I’m having a love / hate relationship with my body and diet again. I say “again” because I’ve written about body image before on the blog, which you can read about here.
Actually, it’s more of a hate / hate relationship this week. I’ve returned from holiday, carrying just a few pounds of excess baggage and I’m not talking about my suitcases (although there is definitely some ‘junk in the trunk’).
If you go off my BMI (body mass index) then I’m not really overweight. At 24.9, I’m teetering on the edge of healthy weight / overweight. Basically, I’m one sausage roll away from fat. In myself, though I’m feeling huge. I hate that.

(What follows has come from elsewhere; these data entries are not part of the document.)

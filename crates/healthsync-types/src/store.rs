//! Data store seams consumed by the record store and the reminder scheduler.
//!
//! Implementations own their concurrency control; callers hold a shared
//! reference for the duration of each call and never lock around it.

use async_trait::async_trait;
use chrono::NaiveTime;
use thiserror::Error;
use uuid::Uuid;

use crate::models::{DeliveryTarget, ProtectedRecord, RecordSummary, ReminderItem};

#[derive(Debug, Error)]
pub enum StoreError {
    #[error("data store unavailable: {0}")]
    Unavailable(String),

    #[error("data store error: {0}")]
    Backend(#[from] anyhow::Error),
}

#[async_trait]
pub trait RecordStore: Send + Sync {
    async fn store_encrypted_blob(
        &self,
        owner_id: Uuid,
        file_name: &str,
        ciphertext: Vec<u8>,
    ) -> Result<Uuid, StoreError>;

    async fn get_encrypted_blob(
        &self,
        owner_id: Uuid,
        record_id: Uuid,
    ) -> Result<Option<ProtectedRecord>, StoreError>;

    async fn list_blobs(&self, owner_id: Uuid) -> Result<Vec<RecordSummary>, StoreError>;

    /// Returns false when no row matched `(owner_id, record_id)`.
    async fn delete_blob(&self, owner_id: Uuid, record_id: Uuid) -> Result<bool, StoreError>;
}

#[async_trait]
pub trait ReminderStore: Send + Sync {
    /// Unnotified reminders whose time of day, taken at minute resolution, is
    /// at or before `up_to` (UTC). A reminder set for 09:00:30 is due at 09:00.
    async fn find_due_reminders(&self, up_to: NaiveTime) -> Result<Vec<ReminderItem>, StoreError>;

    async fn get_delivery_target(
        &self,
        owner_id: Uuid,
    ) -> Result<Option<DeliveryTarget>, StoreError>;

    /// Idempotent: flipping an already-notified reminder is a no-op.
    async fn mark_notified(&self, reminder_id: Uuid) -> Result<(), StoreError>;
}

Now, depending on which day you catch me on, I will say one of the following things about my weight:
- “I only had a baby 6 (lies it’s 7) months ago.”
- “I’m at least two stone overweight. It’s disgusting.”

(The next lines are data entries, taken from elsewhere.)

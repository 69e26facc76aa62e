pub mod api;
pub mod models;
pub mod store;
pub mod time;
use std::sync::Arc;

use healthsync_crypto::{CipherError, EncryptionKey, decrypt, encrypt};
use healthsync_types::models::RecordSummary;
use healthsync_types::store::{RecordStore, StoreError};
use thiserror::Error;
use tracing::{info, warn};
use uuid::Uuid;

use crate::content_type::content_type_for;

#[derive(Debug, Error)]
pub enum RecordError {
    #[error(transparent)]
    Cipher(#[from] CipherError),

    #[error("record not found")]
    NotFound,

    #[error(transparent)]
    Store(#[from] StoreError),
}

/// A decrypted record, ready to hand back to its owner.
#[derive(Debug, Clone, PartialEq, Eq)]
pub struct RetrievedRecord {
    pub file_name: String,
    pub plaintext: Vec<u8>,
}

impl RetrievedRecord {
    pub fn content_type(&self) -> &'static str {
        content_type_for(&self.file_name, &self.plaintext)
    }
}

/// Bridges plaintext callers to a ciphertext-only [`RecordStore`].
#[derive(Clone)]
pub struct ProtectedRecordStore {
    store: Arc<dyn RecordStore>,
    key: EncryptionKey,
}

impl ProtectedRecordStore {
    pub fn new(store: Arc<dyn RecordStore>, key: &EncryptionKey) -> Self {
        Self {
            store,
            key: key.clone(),
        }
    }

    /// Encrypt and persist a file. The key is checked before the store is touched.
    pub async fn store(
        &self,
        owner_id: Uuid,
        file_name: &str,
        plaintext: &[u8],
    ) -> Result<Uuid, RecordError> {
        self.key.validate()?;

        let ciphertext = encrypt(plaintext, self.key.as_bytes())?;
        let record_id = self
            .store
            .store_encrypted_blob(owner_id, file_name, ciphertext)
            .await?;

        info!(
            "Stored record {} for {}: {} bytes",
            record_id,
            owner_id,
            plaintext.len()
        );
        Ok(record_id)
    }

    pub async fn retrieve(
        &self,
        owner_id: Uuid,
        record_id: Uuid,
    ) -> Result<RetrievedRecord, RecordError> {
        let record = self
            .store
            .get_encrypted_blob(owner_id, record_id)
            .await?
            .ok_or(RecordError::NotFound)?;

        let plaintext = decrypt(&record.ciphertext, self.key.as_bytes()).map_err(|e| {
            warn!("Record {} for {} failed decryption: {}", record_id, owner_id, e);
            e
        })?;

        Ok(RetrievedRecord {
            file_name: record.file_name,
            plaintext,
        })
    }

    /// Metadata only; nothing is decrypted. An empty list is not an error.
    pub async fn list_for_owner(&self, owner_id: Uuid) -> Result<Vec<RecordSummary>, RecordError> {
        Ok(self.store.list_blobs(owner_id).await?)
    }

    pub async fn delete(&self, owner_id: Uuid, record_id: Uuid) -> Result<(), RecordError> {
        if !self.store.delete_blob(owner_id, record_id).await? {
            return Err(RecordError::NotFound);
        }
        info!("Deleted record {} for {}", record_id, owner_id);
        Ok(())
    }
}

#[cfg(test)]
mod tests {
    use super::*;
    use async_trait::async_trait;
    use chrono::Utc;
    use healthsync_crypto::{NONCE_SIZE, TAG_SIZE};
    use healthsync_types::models::ProtectedRecord;
    use std::collections::HashMap;
    use std::sync::Mutex;
    use std::sync::atomic::{AtomicUsize, Ordering};

    #[derive(Default)]
    struct MemoryStore {
        rows: Mutex<HashMap<Uuid, ProtectedRecord>>,
        writes: AtomicUsize,
    }

    impl MemoryStore {
        fn ciphertext(&self, id: Uuid) -> Vec<u8> {
            self.rows.lock().unwrap()[&id].ciphertext.clone()
        }

        fn corrupt(&self, id: Uuid, index: usize) {
            self.rows.lock().unwrap().get_mut(&id).unwrap().ciphertext[index] ^= 0x01;
        }
    }

    #[async_trait]
    impl RecordStore for MemoryStore {
        async fn store_encrypted_blob(
            &self,
            owner_id: Uuid,
            file_name: &str,
            ciphertext: Vec<u8>,
        ) -> Result<Uuid, StoreError> {
            self.writes.fetch_add(1, Ordering::SeqCst);
            let id = Uuid::new_v4();
            self.rows.lock().unwrap().insert(
                id,
                ProtectedRecord {
                    id,
                    owner_id,
                    file_name: file_name.to_string(),
                    ciphertext,
                    created_at: Utc::now(),
                },
            );
            Ok(id)
        }

        async fn get_encrypted_blob(
            &self,
            owner_id: Uuid,
            record_id: Uuid,
        ) -> Result<Option<ProtectedRecord>, StoreError> {
            Ok(self
                .rows
                .lock()
                .unwrap()
                .get(&record_id)
                .filter(|r| r.owner_id == owner_id)
                .cloned())
        }

        async fn list_blobs(&self, owner_id: Uuid) -> Result<Vec<RecordSummary>, StoreError> {
            Ok(self
                .rows
                .lock()
                .unwrap()
                .values()
                .filter(|r| r.owner_id == owner_id)
                .map(|r| RecordSummary {
                    id: r.id,
                    file_name: r.file_name.clone(),
                    created_at: r.created_at,
                })
                .collect())
        }

        async fn delete_blob(&self, owner_id: Uuid, record_id: Uuid) -> Result<bool, StoreError> {
            let mut rows = self.rows.lock().unwrap();
            match rows.get(&record_id) {
                Some(r) if r.owner_id == owner_id => {
                    rows.remove(&record_id);
                    Ok(true)
                }
                _ => Ok(false),
            }
        }
    }

    fn setup() -> (Arc<MemoryStore>, ProtectedRecordStore) {
        let backing = Arc::new(MemoryStore::default());
        let records = ProtectedRecordStore::new(backing.clone(), &EncryptionKey::generate());
        (backing, records)
    }

    fn pdf_bytes() -> Vec<u8> {
        let mut bytes = vec![0x25, 0x50, 0x44, 0x46, 0x2D, 0x31, 0x2E, 0x37];
        bytes.extend(std::iter::repeat_n(0xAB, 256));
        bytes
    }

    #[tokio::test]
    async fn upload_then_retrieve_returns_original_bytes() {
        let (backing, records) = setup();
        let owner = Uuid::new_v4();
        let plaintext = pdf_bytes();

        let id = records.store(owner, "report.pdf", &plaintext).await.unwrap();

        let stored = backing.ciphertext(id);
        assert_ne!(stored, plaintext);
        assert!(stored.len() >= plaintext.len() + NONCE_SIZE + TAG_SIZE);
        assert!(!stored.windows(plaintext.len()).any(|w| w == plaintext.as_slice()));

        let record = records.retrieve(owner, id).await.unwrap();
        assert_eq!(record.file_name, "report.pdf");
        assert_eq!(record.plaintext, plaintext);
        assert_eq!(record.content_type(), "application/pdf");
    }

    #[tokio::test]
    async fn unknown_or_foreign_record_is_not_found() {
        let (_, records) = setup();
        let owner = Uuid::new_v4();
        let id = records.store(owner, "a.txt", b"hello").await.unwrap();

        assert!(matches!(
            records.retrieve(owner, Uuid::new_v4()).await,
            Err(RecordError::NotFound)
        ));
        assert!(matches!(
            records.retrieve(Uuid::new_v4(), id).await,
            Err(RecordError::NotFound)
        ));
    }

    #[tokio::test]
    async fn bad_key_is_rejected_before_any_write() {
        let backing = Arc::new(MemoryStore::default());
        let records = ProtectedRecordStore::new(backing.clone(), &EncryptionKey::from_bytes(vec![1u8; 16]));

        let result = records.store(Uuid::new_v4(), "a.pdf", b"data").await;
        assert!(matches!(
            result,
            Err(RecordError::Cipher(CipherError::InvalidKeyLength(16)))
        ));
        assert_eq!(backing.writes.load(Ordering::SeqCst), 0);
    }

    #[tokio::test]
    async fn tampered_ciphertext_fails_closed() {
        let (backing, records) = setup();
        let owner = Uuid::new_v4();
        let id = records.store(owner, "a.pdf", &pdf_bytes()).await.unwrap();

        backing.corrupt(id, NONCE_SIZE + 3);

        assert!(matches!(
            records.retrieve(owner, id).await,
            Err(RecordError::Cipher(CipherError::AuthenticationFailed))
        ));
    }

    #[tokio::test]
    async fn rotated_key_fails_closed_but_listing_still_works() {
        let backing = Arc::new(MemoryStore::default());
        let before = ProtectedRecordStore::new(backing.clone(), &EncryptionKey::generate());
        let after = ProtectedRecordStore::new(backing.clone(), &EncryptionKey::generate());
        let owner = Uuid::new_v4();
        let id = before.store(owner, "a.pdf", b"data").await.unwrap();

        assert!(matches!(
            after.retrieve(owner, id).await,
            Err(RecordError::Cipher(CipherError::AuthenticationFailed))
        ));

        let listed = after.list_for_owner(owner).await.unwrap();
        assert_eq!(listed.len(), 1);
        assert_eq!(listed[0].file_name, "a.pdf");
        assert!(after.list_for_owner(Uuid::new_v4()).await.unwrap().is_empty());
    }

    #[tokio::test]
    async fn delete_removes_whole_record() {
        let (_, records) = setup();
        let owner = Uuid::new_v4();
        let id = records.store(owner, "a.pdf", b"data").await.unwrap();

        assert!(matches!(records.delete(Uuid::new_v4(), id).await, Err(RecordError::NotFound)));
        records.delete(owner, id).await.unwrap();
        assert!(matches!(records.retrieve(owner, id).await, Err(RecordError::NotFound)));
    }
}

- “I’m not bothered, I think I look fine (more lies).”
- “I’m proud of my body – I’ve grown two human beings in it!”
You get the picture.
My opinion about my body image, yo-yo’s almost as much as my weight does. I know that we are always our own worst critic. I also know that if I had a girlfriend who was complaining about being fat, then I would be telling her she was crazy and that she looked beautiful. I would also probably refer her back to point number 1 above. That’s what we do isn’t it? We shred our own self-esteem to pieces internally whilst bigging up our female friends in some sort of sisterly solidarity. Don’t get me wrong, I am all for bigging each other up. I just wish I could do it to myself.
The thing is, I know how to lose weight. I know how to lose weight quickly, Beyoncé and Cayenne Pepper stylee and I know how to lose weight sensibly and sustainably. My book shelf is a whose who of dieting guru’s and I am a complete sucker for the glossy covers of Weight Watchers or Slimming World magazines. In fact, I have actually joined both of those programmes several times to no avail. It’s not that those programmes don’t work – more that I don’t ever stick to them for longer than a week. Seriously. A week is the maximum staying power that I have over a diet. So I suppose you could say I am a serial dieter who can’t commit. Speaking of cereal, I lost quite a bit of weight on that diet once.

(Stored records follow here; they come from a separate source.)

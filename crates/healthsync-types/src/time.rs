//! Time-of-day helpers. Reminder times are stored and compared in UTC.

use chrono::{DateTime, FixedOffset, NaiveTime, TimeDelta, Timelike, Utc};
use thiserror::Error;

#[derive(Debug, Error, PartialEq, Eq)]
pub enum TimeError {
    #[error("invalid time of day {0:?}, expected HH:MM or HH:MM:SS")]
    InvalidTimeOfDay(String),

    #[error("invalid UTC offset {0:?}, expected +HH:MM or -HH:MM")]
    InvalidOffset(String),
}

/// Parse `HH:MM` or `HH:MM:SS`.
pub fn parse_time_of_day(value: &str) -> Result<NaiveTime, TimeError> {
    let value = value.trim();
    NaiveTime::parse_from_str(value, "%H:%M:%S")
        .or_else(|_| NaiveTime::parse_from_str(value, "%H:%M"))
        .map_err(|_| TimeError::InvalidTimeOfDay(value.to_string()))
}

/// Parse `+HH:MM`, `-HH:MM` or `Z`.
pub fn parse_utc_offset(value: &str) -> Result<FixedOffset, TimeError> {
    let value = value.trim();
    let invalid = || TimeError::InvalidOffset(value.to_string());
    if value.eq_ignore_ascii_case("z") || value.eq_ignore_ascii_case("utc") {
        return FixedOffset::east_opt(0).ok_or_else(invalid);
    }

    let (sign, rest) = match value.split_at_checked(1) {
        Some(("+", rest)) => (1, rest),
        Some(("-", rest)) => (-1, rest),
        _ => return Err(invalid()),
    };
    let (hours, minutes) = rest.split_once(':').ok_or_else(invalid)?;
    let hours = two_digits(hours).ok_or_else(invalid)?;
    let minutes = two_digits(minutes).ok_or_else(invalid)?;
    if hours > 14 || minutes >= 60 {
        return Err(invalid());
    }

    FixedOffset::east_opt(sign * (hours * 3600 + minutes * 60)).ok_or_else(invalid)
}

/// Exactly two ASCII digits, no sign.
fn two_digits(value: &str) -> Option<i32> {
    match value.as_bytes() {
        [a, b] if a.is_ascii_digit() && b.is_ascii_digit() => {
            Some(i32::from(a - b'0') * 10 + i32::from(b - b'0'))
        }
        _ => None,
    }
}

/// Convert a wall-clock time authored at `offset` into UTC, wrapping across midnight.
pub fn local_to_utc(local: NaiveTime, offset: FixedOffset) -> NaiveTime {
    let shift = TimeDelta::seconds(i64::from(offset.local_minus_utc()));
    let (utc, _) = local.overflowing_sub_signed(shift);
    utc
}

/// Current UTC time of day at one-minute resolution.
pub fn truncate_to_minute(now: DateTime<Utc>) -> NaiveTime {
    minute_of(now.time())
}

/// Drop seconds and sub-seconds from a time of day.
pub fn minute_of(time: NaiveTime) -> NaiveTime {
    let secs = time.num_seconds_from_midnight();
    NaiveTime::from_num_seconds_from_midnight_opt(secs - secs % 60, 0).unwrap_or(NaiveTime::MIN)
}

pub fn format_time_of_day(time: NaiveTime) -> String {
    time.format("%H:%M:%S").to_string()
}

Anyway, I digress and I’m rambling as usual. My point is just that I wish I had the motivation to stick at a diet or make healthy eating choices. I’ve tried pretty much everything so I suppose the fact that I always lapse and do something stupid like stuff my face with a loaf of bread (yep, seriously done this once after a no-carb week) means that there is something else going on with me. If, as a very slim teenager, I still thought I was chunky then it can’t really be about my actual weight can it?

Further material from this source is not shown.